Reluctantly I go to another friend of a friend’s fireworks party. It’s curious how with the blurring of months and years, marked mostly by relentless pursuit of sales targets that dance ever further away as if some malicious god has you as the donkey and the deity as the carrot-dangler/stick-wielder, that the passage of time is signposted by another annual festival arriving.
‘I don’t really want to go.’ I grumble as we make our way through the darkened streets and I spot a new opposition For Sale board on a house I valued a few weeks back. ‘You used to love fireworks.’ Chides the wife, oblivious to my growl of protest at the betrayal the flag is illustrating all too obviously. Momentarily I tempted to uproot the hated board and add it to the pile undoubtedly waiting on the bonfire we’re heading for. The public’s dislike of estate agents manifests itself yearly in the pyre of correx flags that burn like phosphorus once you get them going.
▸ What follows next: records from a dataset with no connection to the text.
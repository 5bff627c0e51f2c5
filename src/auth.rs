//! Authentication and role checks for the admin surfaces.
//!
//! The search and suggestion endpoints are public. Index administration,
//! site management and analytics require a bearer token obtained from
//! `POST /auth/login`.
//!
//! # Tokens
//!
//! ```text
//! base64url(payload_json) "." hex(hmac_sha256(secret, base64url(payload_json)))
//! payload = { "sub": user id, "username", "role", "exp": unix seconds }
//! ```
//!
//! Verification checks the signature in constant time, the expiry, and that
//! the user still exists, so deleting a user revokes their tokens.
//!
//! # Passwords
//!
//! Stored as bcrypt hashes (`$2b$<cost>$...`). The work factor comes from
//! `[auth].password_cost` and defaults to 12. Hashing and verification run
//! on the blocking pool.
//!
//! # Roles
//!
//! | Capability | Roles |
//! |------------|-------|
//! | [`Capability::ManageSites`] | `technical`, `admin` |
//! | [`Capability::ViewAnalytics`] | `admin` |

use async_trait::async_trait;
use base64::engine::general_purpose::URL_SAFE_NO_PAD;
use base64::Engine;
use hmac::{Hmac, Mac};
use serde::{Deserialize, Serialize};
use sha2::Sha256;
use sqlx::{Row, SqlitePool};
use std::fmt;
use std::str::FromStr;
use uuid::Uuid;

use crate::db::now_ts;
use crate::error::{PortalError, PortalResult};

type HmacSha256 = Hmac<Sha256>;

pub const ADMIN_PASSWORD_ENV: &str = "PORTAL_ADMIN_PASSWORD";
pub const DEFAULT_ADMIN_PASSWORD: &str = "admin123";

#[derive(Debug, Clone, Copy, PartialEq, Eq, Serialize, Deserialize)]
#[serde(rename_all = "lowercase")]
pub enum Role {
    Admin,
    Technical,
}

impl Role {
    pub fn as_str(&self) -> &'static str {
        match self {
            Role::Admin => "admin",
            Role::Technical => "technical",
        }
    }
}

impl fmt::Display for Role {
    fn fmt(&self, f: &mut fmt::Formatter<'_>) -> fmt::Result {
        f.write_str(self.as_str())
    }
}

impl FromStr for Role {
    type Err = String;

    fn from_str(s: &str) -> Result<Self, Self::Err> {
        match s {
            "admin" => Ok(Role::Admin),
            "technical" => Ok(Role::Technical),
            other => Err(format!("Unknown role '{}'. Must be admin or technical.", other)),
        }
    }
}

#[derive(Debug, Clone, Copy, PartialEq, Eq)]
pub enum Capability {
    ManageSites,
    ViewAnalytics,
}

/// An authenticated caller.
#[derive(Debug, Clone, PartialEq, Eq, Serialize)]
pub struct Principal {
    pub id: String,
    pub username: String,
    pub role: Role,
}

pub fn has_role(principal: &Principal, capability: Capability) -> bool {
    match capability {
        Capability::ManageSites => matches!(principal.role, Role::Technical | Role::Admin),
        Capability::ViewAnalytics => principal.role == Role::Admin,
    }
}

/// Resolves an opaque credential to a caller.
#[async_trait]
pub trait Authenticator: Send + Sync {
    async fn authenticate(&self, credential: &str) -> Option<Principal>;
}

// ============ Passwords ============

pub const DEFAULT_PASSWORD_COST: u32 = 12;
pub const MIN_PASSWORD_COST: u32 = 4;
pub const MAX_PASSWORD_COST: u32 = 31;

pub fn hash_password(password: &str, cost: u32) -> PortalResult<String> {
    bcrypt::hash(password, cost).map_err(|e| PortalError::upstream("Failed to hash password", e))
}

/// False for a mismatch and for anything that is not a bcrypt hash.
pub fn verify_password(password: &str, stored: &str) -> bool {
    bcrypt::verify(password, stored).unwrap_or(false)
}

async fn hash_blocking(password: &str, cost: u32) -> PortalResult<String> {
    let password = password.to_string();
    tokio::task::spawn_blocking(move || hash_password(&password, cost))
        .await
        .map_err(|e| PortalError::upstream("Failed to hash password", e))?
}

async fn verify_blocking(password: &str, stored: String) -> bool {
    let password = password.to_string();
    tokio::task::spawn_blocking(move || verify_password(&password, &stored))
        .await
        .unwrap_or(false)
}

// ============ Tokens ============

#[derive(Debug, Clone, PartialEq, Serialize, Deserialize)]
pub struct Claims {
    pub sub: String,
    pub username: String,
    pub role: Role,
    pub exp: i64,
}

/// Signs and verifies bearer tokens with a shared secret.
#[derive(Clone)]
pub struct TokenSigner {
    secret: Vec<u8>,
    ttl_secs: i64,
}

impl TokenSigner {
    pub fn new(secret: impl Into<Vec<u8>>, ttl_hours: u64) -> Self {
        Self {
            secret: secret.into(),
            ttl_secs: (ttl_hours as i64) * 3600,
        }
    }

    /// A signer with a random per-process secret. Tokens do not survive a
    /// restart.
    pub fn ephemeral(ttl_hours: u64) -> Self {
        let mut secret = Uuid::new_v4().as_bytes().to_vec();
        secret.extend_from_slice(Uuid::new_v4().as_bytes());
        Self::new(secret, ttl_hours)
    }

    fn mac(&self) -> HmacSha256 {
        HmacSha256::new_from_slice(&self.secret).expect("HMAC can take key of any size")
    }

    pub fn sign(&self, principal: &Principal) -> String {
        self.sign_claims(&Claims {
            sub: principal.id.clone(),
            username: principal.username.clone(),
            role: principal.role,
            exp: now_ts() + self.ttl_secs,
        })
    }

    fn sign_claims(&self, claims: &Claims) -> String {
        // Claims are plain strings and numbers; serialization cannot fail.
        let json = serde_json::to_vec(claims).unwrap_or_default();
        let payload = URL_SAFE_NO_PAD.encode(json);
        let mut mac = self.mac();
        mac.update(payload.as_bytes());
        format!("{}.{}", payload, hex::encode(mac.finalize().into_bytes()))
    }

    /// Signature and expiry check. Does not consult the user table.
    pub fn verify(&self, token: &str) -> Option<Claims> {
        let (payload, signature) = token.split_once('.')?;
        let signature = hex::decode(signature).ok()?;

        let mut mac = self.mac();
        mac.update(payload.as_bytes());
        mac.verify_slice(&signature).ok()?;

        let json = URL_SAFE_NO_PAD.decode(payload).ok()?;
        let claims: Claims = serde_json::from_slice(&json).ok()?;
        if claims.exp <= now_ts() {
            return None;
        }
        Some(claims)
    }
}

/// Bearer-token authenticator backed by the `users` table.
#[derive(Clone)]
pub struct TokenAuthenticator {
    pool: SqlitePool,
    signer: TokenSigner,
}

impl TokenAuthenticator {
    pub fn new(pool: SqlitePool, signer: TokenSigner) -> Self {
        Self { pool, signer }
    }

    /// Check a username/password pair and issue a token.
    pub async fn login(&self, username: &str, password: &str) -> PortalResult<(String, Principal)> {
        let row = sqlx::query("SELECT id, username, password_hash, role FROM users WHERE username = ?")
            .bind(username)
            .fetch_optional(&self.pool)
            .await?;

        let Some(row) = row else {
            return Err(PortalError::Unauthorized);
        };
        let stored: String = row.get("password_hash");
        if !verify_blocking(password, stored).await {
            return Err(PortalError::Unauthorized);
        }

        let principal = principal_from_row(&row).ok_or(PortalError::Unauthorized)?;
        let token = self.signer.sign(&principal);
        tracing::info!(username = %principal.username, "user logged in");
        Ok((token, principal))
    }
}

fn principal_from_row(row: &sqlx::sqlite::SqliteRow) -> Option<Principal> {
    let role: String = row.get("role");
    Some(Principal {
        id: row.get("id"),
        username: row.get("username"),
        role: role.parse().ok()?,
    })
}

#[async_trait]
impl Authenticator for TokenAuthenticator {
    async fn authenticate(&self, credential: &str) -> Option<Principal> {
        let claims = self.signer.verify(credential)?;

        let row = match sqlx::query("SELECT id, username, role FROM users WHERE id = ?")
            .bind(&claims.sub)
            .fetch_optional(&self.pool)
            .await
        {
            Ok(row) => row?,
            Err(e) => {
                tracing::warn!(error = %e, "user lookup failed during authentication");
                return None;
            }
        };
        principal_from_row(&row)
    }
}

// ============ Users ============

/// Insert a user. Fails with a conflict when the username is taken.
pub async fn create_user(
    pool: &SqlitePool,
    username: &str,
    password: &str,
    role: Role,
    cost: u32,
) -> PortalResult<Principal> {
    let username = username.trim();
    if username.is_empty() || password.is_empty() {
        return Err(PortalError::validation("Username and password are required"));
    }

    let exists: bool = sqlx::query_scalar("SELECT COUNT(*) > 0 FROM users WHERE username = ?")
        .bind(username)
        .fetch_one(pool)
        .await?;
    if exists {
        return Err(PortalError::Conflict(format!(
            "User '{}' already exists",
            username
        )));
    }

    let password_hash = hash_blocking(password, cost).await?;
    let id = Uuid::new_v4().to_string();
    sqlx::query(
        "INSERT INTO users (id, username, password_hash, role, created_at) VALUES (?, ?, ?, ?, ?)",
    )
    .bind(&id)
    .bind(username)
    .bind(&password_hash)
    .bind(role.as_str())
    .bind(now_ts())
    .execute(pool)
    .await?;

    Ok(Principal {
        id,
        username: username.to_string(),
        role,
    })
}

/// Create the default admin account unless that username already exists.
///
/// Returns whether a user was created.
pub async fn ensure_admin(
    pool: &SqlitePool,
    username: &str,
    password: &str,
    cost: u32,
) -> PortalResult<bool> {
    match create_user(pool, username, password, Role::Admin, cost).await {
        Ok(_) => Ok(true),
        Err(PortalError::Conflict(_)) => Ok(false),
        Err(e) => Err(e),
    }
}

#[cfg(test)]
mod tests {
    use super::*;

    fn principal(role: Role) -> Principal {
        Principal {
            id: "u1".into(),
            username: "dana".into(),
            role,
        }
    }

    #[test]
    fn test_password_hash_round_trip() {
        let stored = hash_password("s3cret", MIN_PASSWORD_COST).unwrap();
        assert!(stored.starts_with("$2b$04$"));
        assert!(verify_password("s3cret", &stored));
        assert!(!verify_password("S3cret", &stored));
        assert!(!verify_password("s3cret", "garbage"));
        // Fresh salt every time
        assert_ne!(stored, hash_password("s3cret", MIN_PASSWORD_COST).unwrap());
    }

    #[test]
    fn test_password_hash_uses_requested_cost() {
        let stored = hash_password("s3cret", 5).unwrap();
        assert!(stored.starts_with("$2b$05$"));
        assert!(!stored.contains("s3cret"));
    }

    #[test]
    fn test_legacy_sha256_hash_is_rejected() {
        let legacy = "00112233445566778899aabbccddeeff$9f86d081884c7d659a2feaa0c55ad015a3bf4f1b2b0b822cd15d6c15b0f00a08";
        assert!(!verify_password("test", legacy));
    }

    #[tokio::test]
    async fn test_login_with_bcrypt_user() {
        let tmp = tempfile::TempDir::new().unwrap();
        let pool = crate::db::connect(&crate::config::DbConfig {
            path: tmp.path().join("auth.sqlite"),
        })
        .await
        .unwrap();
        crate::migrate::run_migrations(&pool).await.unwrap();

        assert!(ensure_admin(&pool, "root", "pw", MIN_PASSWORD_COST).await.unwrap());
        assert!(!ensure_admin(&pool, "root", "pw", MIN_PASSWORD_COST).await.unwrap());

        let stored: String = sqlx::query_scalar("SELECT password_hash FROM users WHERE username = 'root'")
            .fetch_one(&pool)
            .await
            .unwrap();
        assert!(stored.starts_with("$2b$"));

        let auth = TokenAuthenticator::new(pool, TokenSigner::new("secret", 1));
        let (token, user) = auth.login("root", "pw").await.unwrap();
        assert_eq!(user.role, Role::Admin);
        assert_eq!(auth.authenticate(&token).await.unwrap().username, "root");
        assert!(matches!(
            auth.login("root", "wrong").await,
            Err(PortalError::Unauthorized)
        ));
    }

    #[test]
    fn test_token_round_trip() {
        let signer = TokenSigner::new("secret", 24);
        let token = signer.sign(&principal(Role::Technical));
        let claims = signer.verify(&token).unwrap();
        assert_eq!(claims.sub, "u1");
        assert_eq!(claims.role, Role::Technical);
    }

    #[test]
    fn test_token_rejects_tampering_and_wrong_secret() {
        let signer = TokenSigner::new("secret", 24);
        let token = signer.sign(&principal(Role::Technical));

        let forged = signer.sign_claims(&Claims {
            sub: "u1".into(),
            username: "dana".into(),
            role: Role::Admin,
            exp: now_ts() + 60,
        });
        let (forged_payload, _) = forged.split_once('.').unwrap();
        let (_, real_sig) = token.split_once('.').unwrap();
        assert!(signer.verify(&format!("{}.{}", forged_payload, real_sig)).is_none());

        assert!(TokenSigner::new("other", 24).verify(&token).is_none());
        assert!(signer.verify("not-a-token").is_none());
    }

    #[test]
    fn test_expired_token_rejected() {
        let signer = TokenSigner::new("secret", 24);
        let token = signer.sign_claims(&Claims {
            sub: "u1".into(),
            username: "dana".into(),
            role: Role::Admin,
            exp: now_ts() - 1,
        });
        assert!(signer.verify(&token).is_none());
    }

    #[test]
    fn test_capabilities() {
        assert!(has_role(&principal(Role::Technical), Capability::ManageSites));
        assert!(!has_role(&principal(Role::Technical), Capability::ViewAnalytics));
        assert!(has_role(&principal(Role::Admin), Capability::ManageSites));
        assert!(has_role(&principal(Role::Admin), Capability::ViewAnalytics));
    }
}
‘I used to enjoy it when the kids were still young.’ I tell her. It was the same with Halloween briefly, but this year with the eldest at university and the youngest in the sixth form and eschewing parents carving pumpkins, and extorting only cash not candy, I decided to pass. Without the crutch of kids as a reason to participate there’s something slightly sinister about waiting in the hall with a tray of sweets for strange fancy-dressed children to call. Probably end up listed on some sort of illuminated- squash offenders’ register, if you have a misunderstanding with a finger of fudge.
‘That twat from last year will be there baiting me about property.’ I grumble as a loud bang detonates nearby and I nearly have a cardiac. The oiled-up oaf wanted an argument about how we supposedly manipulate the market last time and I’m not expecting his opinion to have changed, any more than my circumstances.
‘When did you become so angry?’ Asks my wife with a hint of despair and we fall into a silent walk punctuated only by the odd explosion and the excited chatter of unseen children behind garden fences.
And I ponder once again where it all went wrong. There was the faux anger of youth dovetailed neatly with punk rock and the standard testosterone-rich rage that went hand-in-hand. The rather more caring and inclusive new romantic phase when I mellowed slightly and thought I could be a writer, rather than just a writer of room measurements. On reflection, I guess it all started to go pear-shaped when all that acid/rave nonsense started, about the time I got my first child, first manager’s post, and the pressure to perform began to skyrocket.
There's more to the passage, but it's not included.